Enfin, les crédits du programme 175, « Patrimoines », de la mission « Culture » progressent de 6, 8 %. Les 970 millions d’euros du programme sont, pour une large part, dévolus à l’entretien et à la restauration des monuments historiques et du patrimoine monumental, avec quelques chantiers particulièrement importants, comme le Grand Palais à Paris ou le château de Villers-Cotterêts. Ce château, méconnu de la plupart des Français, fait partie des hauts lieux de l’histoire de France. Il accueillera un projet francophone unique au monde, la cité internationale de la langue française, auquel nous adhérons tous – je suppose – sur ces travées.

Par ailleurs, l’année 2019 a été marquée par l’incendie de la cathédrale Notre-Dame de Paris. Le fonds dédié à la mise en œuvre du plan de sécurisation des cathédrales, doté de 2 millions d’euros, doit financer des audits qui nous permettront de nous assurer qu’une telle catastrophe ne frappe jamais l’une des 87 cathédrales classées appartenant à l’État.

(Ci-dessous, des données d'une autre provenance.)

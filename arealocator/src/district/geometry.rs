//! Planar point-in-polygon containment.
//!
//! Implements the standard ray-casting (even-odd) rule on planar
//! (lng, lat) coordinates. Interior rings count as holes: crossing parity
//! is accumulated over every ring of a polygon.

/// A geographic point in degrees.
#[derive(Debug, Clone, Copy, PartialEq)]
pub struct GeoPoint {
    pub lat: f64,
    pub lng: f64,
}

/// Areal geometry of a district feature.
#[derive(Debug, Clone)]
pub(crate) enum AreaGeometry {
    Polygon(PolygonRings),
    MultiPolygon(Vec<PolygonRings>),
}

/// Rings of a single polygon: the exterior ring followed by any holes.
#[derive(Debug, Clone)]
pub(crate) struct PolygonRings {
    rings: Vec<Vec<(f64, f64)>>,
}

impl PolygonRings {
    /// Builds a polygon from GeoJSON ring coordinates.
    ///
    /// Positions are `[lng, lat, ...]` arrays; extra ordinates (altitude)
    /// are ignored. Rejects rings with fewer than four positions or
    /// positions with fewer than two ordinates.
    pub(crate) fn from_coordinates(rings: Vec<Vec<Vec<f64>>>) -> Result<Self, String> {
        let mut converted = Vec::with_capacity(rings.len());
        for ring in rings {
            if ring.len() < 4 {
                return Err(format!(
                    "ring has {} positions, a closed ring needs at least 4",
                    ring.len()
                ));
            }
            let mut points = Vec::with_capacity(ring.len());
            for position in ring {
                let [lng, lat, ..] = position[..] else {
                    return Err("position has fewer than 2 ordinates".to_string());
                };
                points.push((lng, lat));
            }
            converted.push(points);
        }
        Ok(Self { rings: converted })
    }

    /// Even-odd containment: parity of ray crossings over every ring.
    fn contains(&self, lng: f64, lat: f64) -> bool {
        let mut inside = false;
        for ring in &self.rings {
            if ray_crossings_odd(ring, lng, lat) {
                inside = !inside;
            }
        }
        inside
    }
}

impl AreaGeometry {
    pub(crate) fn polygon(coordinates: Vec<Vec<Vec<f64>>>) -> Result<Self, String> {
        PolygonRings::from_coordinates(coordinates).map(AreaGeometry::Polygon)
    }

    pub(crate) fn multi_polygon(coordinates: Vec<Vec<Vec<Vec<f64>>>>) -> Result<Self, String> {
        let polygons = coordinates
            .into_iter()
            .map(PolygonRings::from_coordinates)
            .collect::<Result<Vec<_>, _>>()?;
        Ok(AreaGeometry::MultiPolygon(polygons))
    }

    /// Whether the point lies inside this geometry.
    pub(crate) fn contains(&self, point: GeoPoint) -> bool {
        match self {
            AreaGeometry::Polygon(polygon) => polygon.contains(point.lng, point.lat),
            AreaGeometry::MultiPolygon(polygons) => polygons
                .iter()
                .any(|polygon| polygon.contains(point.lng, point.lat)),
        }
    }
}

/// Casts a ray towards +x and reports whether it crosses the ring an odd
/// number of times.
fn ray_crossings_odd(ring: &[(f64, f64)], x: f64, y: f64) -> bool {
    let mut inside = false;
    let mut j = ring.len() - 1;
    for i in 0..ring.len() {
        let (xi, yi) = ring[i];
        let (xj, yj) = ring[j];
        let crosses =
            ((yi > y) != (yj > y)) && (x < (xj - xi) * (y - yi) / (yj - yi) + xi);
        if crosses {
            inside = !inside;
        }
        j = i;
    }
    inside
}
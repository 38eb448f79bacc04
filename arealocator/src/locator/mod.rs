//! Locate orchestration: cache, provider chain, district index.
//!
//! [`Locator`] is the single externally consumed operation of this crate.
//! A `locate` call checks the result cache, resolves the address through
//! the provider chain, classifies the resolved point against the district
//! index, and stores the outcome back in the cache.
//!
//! Geocoding-layer faults are downgraded to a `status: ERROR` result and
//! never cached, so the next call for the same address retries. A district
//! dataset that cannot be loaded is a process-level fault and surfaces as
//! [`LocateError`] instead; the load outcome is memoized and not retried.

use std::path::PathBuf;

use serde::{Deserialize, Serialize};
use thiserror::Error;
use tokio::sync::OnceCell;
use tracing::{error, info};

use crate::cache::{compose_key, CacheConfig, ResultCache};
use crate::district::{DistrictError, DistrictIndex, GeoPoint};
use crate::geocode::{GeocodeResult, GeocodingProvider, ProviderChain};

/// Cache operation tag for locate results.
const LOCATE_CACHE_OP: &str = "geo-locate";

/// Outcome classification of a locate call.
#[derive(Debug, Clone, Copy, PartialEq, Eq, Serialize, Deserialize)]
pub enum LocateStatus {
    /// Address resolved and the point lies in a known district.
    #[serde(rename = "OK")]
    Ok,
    /// Address resolved but the point lies outside every district.
    #[serde(rename = "NOT_FOUND")]
    NotFound,
    /// The address could not be resolved.
    #[serde(rename = "ERROR")]
    Error,
}

/// Resolved location: the geocoding result plus the service area.
#[derive(Debug, Clone, PartialEq, Serialize, Deserialize)]
pub struct Location {
    #[serde(flatten)]
    pub geocode: GeocodeResult,
    /// Name of the containing district; present only when status is OK.
    #[serde(rename = "serviceArea", skip_serializing_if = "Option::is_none")]
    pub service_area: Option<String>,
}

/// Response payload of a locate call.
#[derive(Debug, Clone, PartialEq, Serialize, Deserialize)]
pub struct LocateResult {
    pub status: LocateStatus,
    /// Search id as supplied by the caller. A cache hit returns the STORED
    /// payload, so this may be the id of an earlier identical lookup.
    pub search: String,
    #[serde(skip_serializing_if = "Option::is_none")]
    pub location: Option<Location>,
}

/// Process-level faults a locate call cannot downgrade to an ERROR result.
#[derive(Debug, Error)]
pub enum LocateError {
    /// The district dataset could not be loaded. Memoized; the process
    /// must be restarted with a valid dataset.
    #[error("district index unavailable: {0}")]
    DistrictIndex(String),
}

/// Composes provider chain, district index and result cache into the
/// `locate` operation.
///
/// The district index is loaded lazily on first use behind a
/// single-initialization cell, so concurrent first callers cannot race to
/// reload it or observe a partially built index. Call
/// [`preload_districts`](Self::preload_districts) at startup to fail fast
/// on a bad dataset instead of failing the first request.
pub struct Locator<P> {
    chain: ProviderChain<P>,
    cache: ResultCache<LocateResult>,
    districts_file: PathBuf,
    districts: OnceCell<Result<DistrictIndex, DistrictError>>,
}

impl<P: GeocodingProvider> Locator<P> {
    /// Creates a locator over the given chain, dataset path and cache
    /// bounds.
    pub fn new(
        chain: ProviderChain<P>,
        districts_file: impl Into<PathBuf>,
        cache_config: CacheConfig,
    ) -> Self {
        Self {
            chain,
            cache: ResultCache::new(cache_config),
            districts_file: districts_file.into(),
            districts: OnceCell::new(),
        }
    }

    /// Returns the district index, loading it on first use. The load
    /// outcome (success or failure) is memoized for the process lifetime.
    async fn district_index(&self) -> Result<&DistrictIndex, LocateError> {
        let loaded = self
            .districts
            .get_or_init(|| async { DistrictIndex::load(&self.districts_file) })
            .await;
        loaded
            .as_ref()
            .map_err(|e| LocateError::DistrictIndex(e.to_string()))
    }

    /// Eagerly loads the district index so a missing or malformed dataset
    /// fails the process at startup instead of the first request.
    pub async fn preload_districts(&self) -> Result<(), LocateError> {
        self.district_index().await.map(|_| ())
    }

    /// Locates the service area and geocoding details for a user-entered
    /// address.
    ///
    /// Returns the cached result for an identical address when present
    /// (including its original `search` id). Otherwise resolves through
    /// the provider chain and the district index, caching OK and
    /// NOT_FOUND outcomes. Geocoding failures yield a `status: ERROR`
    /// result carrying only the search id; they are not cached.
    pub async fn locate(&self, search: &str, address: &str) -> Result<LocateResult, LocateError> {
        info!(search, address, "locating service area");

        let key = compose_key(LOCATE_CACHE_OP, &[address]);
        if let Some(cached) = self.cache.get(&key) {
            // A cached ERROR is not a valid hit; fall through and retry.
            if cached.status != LocateStatus::Error {
                info!(search, "served from cache");
                return Ok(cached);
            }
        }

        let geocoded = match self.chain.resolve(address).await {
            Ok(result) => result,
            Err(err) => {
                error!(search, error = %err, "geocoding failed");
                return Ok(LocateResult {
                    status: LocateStatus::Error,
                    search: search.to_string(),
                    location: None,
                });
            }
        };

        let index = self.district_index().await?;
        let point = GeoPoint {
            lat: geocoded.lat,
            lng: geocoded.lng,
        };
        let service_area = index.find_district(point).map(str::to_string);

        let status = if service_area.is_some() {
            LocateStatus::Ok
        } else {
            LocateStatus::NotFound
        };
        let result = LocateResult {
            status,
            search: search.to_string(),
            location: Some(Location {
                geocode: geocoded,
                service_area,
            }),
        };

        self.cache.set(key, result.clone());
        info!(search, status = ?result.status, "search completed");
        Ok(result)
    }
}

#[cfg(test)]
mod tests {
    use super::*;
    use crate::geocode::testing::ScriptedProvider;
    use crate::geocode::GeocodeError;
    use std::io::Write as _;
    use tempfile::NamedTempFile;

    /// Dataset with a single unit-square district named "Center".
    fn districts_file() -> NamedTempFile {
        let mut file = NamedTempFile::new().unwrap();
        file.write_all(
            br#"{
                "type": "FeatureCollection",
                "features": [
                    {
                        "type": "Feature",
                        "properties": {"Name": "Center"},
                        "geometry": {
                            "type": "Polygon",
                            "coordinates": [[[0,0],[1,0],[1,1],[0,1],[0,0]]]
                        }
                    }
                ]
            }"#,
        )
        .unwrap();
        file
    }

    fn geocoded_at(lat: f64, lng: f64) -> GeocodeResult {
        GeocodeResult {
            address: "1 Main St, Springfield".to_string(),
            lat,
            lng,
            post_code: "12345".to_string(),
        }
    }

    fn locator_with(
        providers: Vec<ScriptedProvider>,
        file: &NamedTempFile,
    ) -> Locator<ScriptedProvider> {
        Locator::new(
            ProviderChain::new(providers),
            file.path(),
            CacheConfig::default(),
        )
    }

    #[tokio::test]
    async fn test_district_match_is_ok_with_service_area() {
        let file = districts_file();
        let locator = locator_with(
            vec![ScriptedProvider::succeeding("p", geocoded_at(0.5, 0.5))],
            &file,
        );

        let result = locator.locate("search-1", "1 Main St").await.unwrap();
        assert_eq!(result.status, LocateStatus::Ok);
        assert_eq!(result.search, "search-1");
        let location = result.location.unwrap();
        assert_eq!(location.service_area.as_deref(), Some("Center"));
        assert_eq!(location.geocode, geocoded_at(0.5, 0.5));
    }

    #[tokio::test]
    async fn test_no_district_match_is_not_found_without_service_area() {
        let file = districts_file();
        let locator = locator_with(
            vec![ScriptedProvider::succeeding("p", geocoded_at(40.0, 40.0))],
            &file,
        );

        let result = locator.locate("search-2", "far away").await.unwrap();
        assert_eq!(result.status, LocateStatus::NotFound);
        let location = result.location.unwrap();
        assert_eq!(location.service_area, None);
    }

    #[tokio::test]
    async fn test_geocoding_exhaustion_is_error_without_location() {
        let file = districts_file();
        let locator = locator_with(
            vec![ScriptedProvider::failing(
                "p",
                GeocodeError::new("403", "bad key", "x"),
            )],
            &file,
        );

        let result = locator.locate("search-3", "1 Main St").await.unwrap();
        assert_eq!(result.status, LocateStatus::Error);
        assert_eq!(result.search, "search-3");
        assert!(result.location.is_none());
    }

    #[tokio::test]
    async fn test_error_results_are_not_cached() {
        let file = districts_file();
        let locator = locator_with(
            vec![ScriptedProvider::failing(
                "p",
                GeocodeError::new("403", "bad key", "x"),
            )],
            &file,
        );

        locator.locate("a", "1 Main St").await.unwrap();
        locator.locate("b", "1 Main St").await.unwrap();

        // Both calls went to the provider; nothing was served from cache.
        assert_eq!(locator.chain_provider_calls(0), 2);
    }

    #[tokio::test]
    async fn test_cache_hit_returns_first_search_id() {
        let file = districts_file();
        let locator = locator_with(
            vec![ScriptedProvider::succeeding("p", geocoded_at(0.5, 0.5))],
            &file,
        );

        let first = locator.locate("first-id", "1 Main St").await.unwrap();
        let second = locator.locate("second-id", "1 Main St").await.unwrap();

        // Identical location content, but the cached payload keeps the
        // FIRST caller's search id.
        assert_eq!(first.location, second.location);
        assert_eq!(second.search, "first-id");
        assert_eq!(locator.chain_provider_calls(0), 1);
    }

    #[tokio::test]
    async fn test_distinct_addresses_are_distinct_cache_entries() {
        let file = districts_file();
        let locator = locator_with(
            vec![ScriptedProvider::succeeding("p", geocoded_at(0.5, 0.5))],
            &file,
        );

        locator.locate("a", "1 Main St").await.unwrap();
        locator.locate("b", "2 Side St").await.unwrap();
        assert_eq!(locator.chain_provider_calls(0), 2);
    }

    #[tokio::test]
    async fn test_expired_cache_entry_forces_re_resolution() {
        let file = districts_file();
        let locator = Locator::new(
            ProviderChain::new(vec![ScriptedProvider::succeeding(
                "p",
                geocoded_at(0.5, 0.5),
            )]),
            file.path(),
            CacheConfig::default().with_max_age(std::time::Duration::from_millis(20)),
        );

        locator.locate("a", "1 Main St").await.unwrap();
        tokio::time::sleep(std::time::Duration::from_millis(40)).await;
        let second = locator.locate("b", "1 Main St").await.unwrap();

        assert_eq!(second.search, "b");
        assert_eq!(locator.chain_provider_calls(0), 2);
    }

    #[tokio::test]
    async fn test_missing_dataset_is_a_process_fault() {
        let locator = Locator::new(
            ProviderChain::new(vec![ScriptedProvider::succeeding(
                "p",
                geocoded_at(0.5, 0.5),
            )]),
            "/nonexistent/districts.json",
            CacheConfig::default(),
        );

        let err = locator.locate("a", "1 Main St").await.unwrap_err();
        assert!(matches!(err, LocateError::DistrictIndex(_)));

        // The failure is memoized, not retried.
        let err = locator.preload_districts().await.unwrap_err();
        assert!(matches!(err, LocateError::DistrictIndex(_)));
    }

    #[tokio::test]
    async fn test_preload_succeeds_on_valid_dataset() {
        let file = districts_file();
        let locator = locator_with(
            vec![ScriptedProvider::succeeding("p", geocoded_at(0.5, 0.5))],
            &file,
        );
        locator.preload_districts().await.unwrap();
    }

    #[test]
    fn test_result_serialization_shapes() {
        let ok = LocateResult {
            status: LocateStatus::Ok,
            search: "s".to_string(),
            location: Some(Location {
                geocode: geocoded_at(0.5, 0.5),
                service_area: Some("Center".to_string()),
            }),
        };
        let json = serde_json::to_value(&ok).unwrap();
        assert_eq!(json["status"], "OK");
        assert_eq!(json["location"]["postCode"], "12345");
        assert_eq!(json["location"]["serviceArea"], "Center");

        let not_found = LocateResult {
            status: LocateStatus::NotFound,
            search: "s".to_string(),
            location: Some(Location {
                geocode: geocoded_at(0.5, 0.5),
                service_area: None,
            }),
        };
        let json = serde_json::to_value(&not_found).unwrap();
        assert_eq!(json["status"], "NOT_FOUND");
        assert!(json["location"].get("serviceArea").is_none());

        let error = LocateResult {
            status: LocateStatus::Error,
            search: "s".to_string(),
            location: None,
        };
        let json = serde_json::to_value(&error).unwrap();
        assert_eq!(json["status"], "ERROR");
        assert!(json.get("location").is_none());
    }

    impl Locator<ScriptedProvider> {
        /// Test accessor: invocation count of the chain's n-th provider.
        fn chain_provider_calls(&self, index: usize) -> usize {
            self.chain.provider(index).call_count()
        }
    }
}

Si ces chantiers sont évidemment indispensables, nous sommes heureux de constater que le budget alloué aux patrimoines de moindre ampleur est lui aussi en augmentation. Il est nécessaire d’envoyer, à l’adresse des collectivités, un signal pour montrer que l’État réinvestit dans ce patrimoine, qui est tout aussi important. Nous savons toutefois que les chantiers, en ce domaine, sont multiples et pratiquement inépuisables ; c’est pourquoi l’effort devra être prolongé.

Pour conclure, le budget de la présente mission progresse ; il va dans le sens d’une meilleure prise en compte de tous les territoires et privilégie les structures souples, qui s’adressent en priorité aux plus jeunes de nos concitoyens.

Pour toutes ces raisons, mon groupe votera les crédits de la mission « Culture ».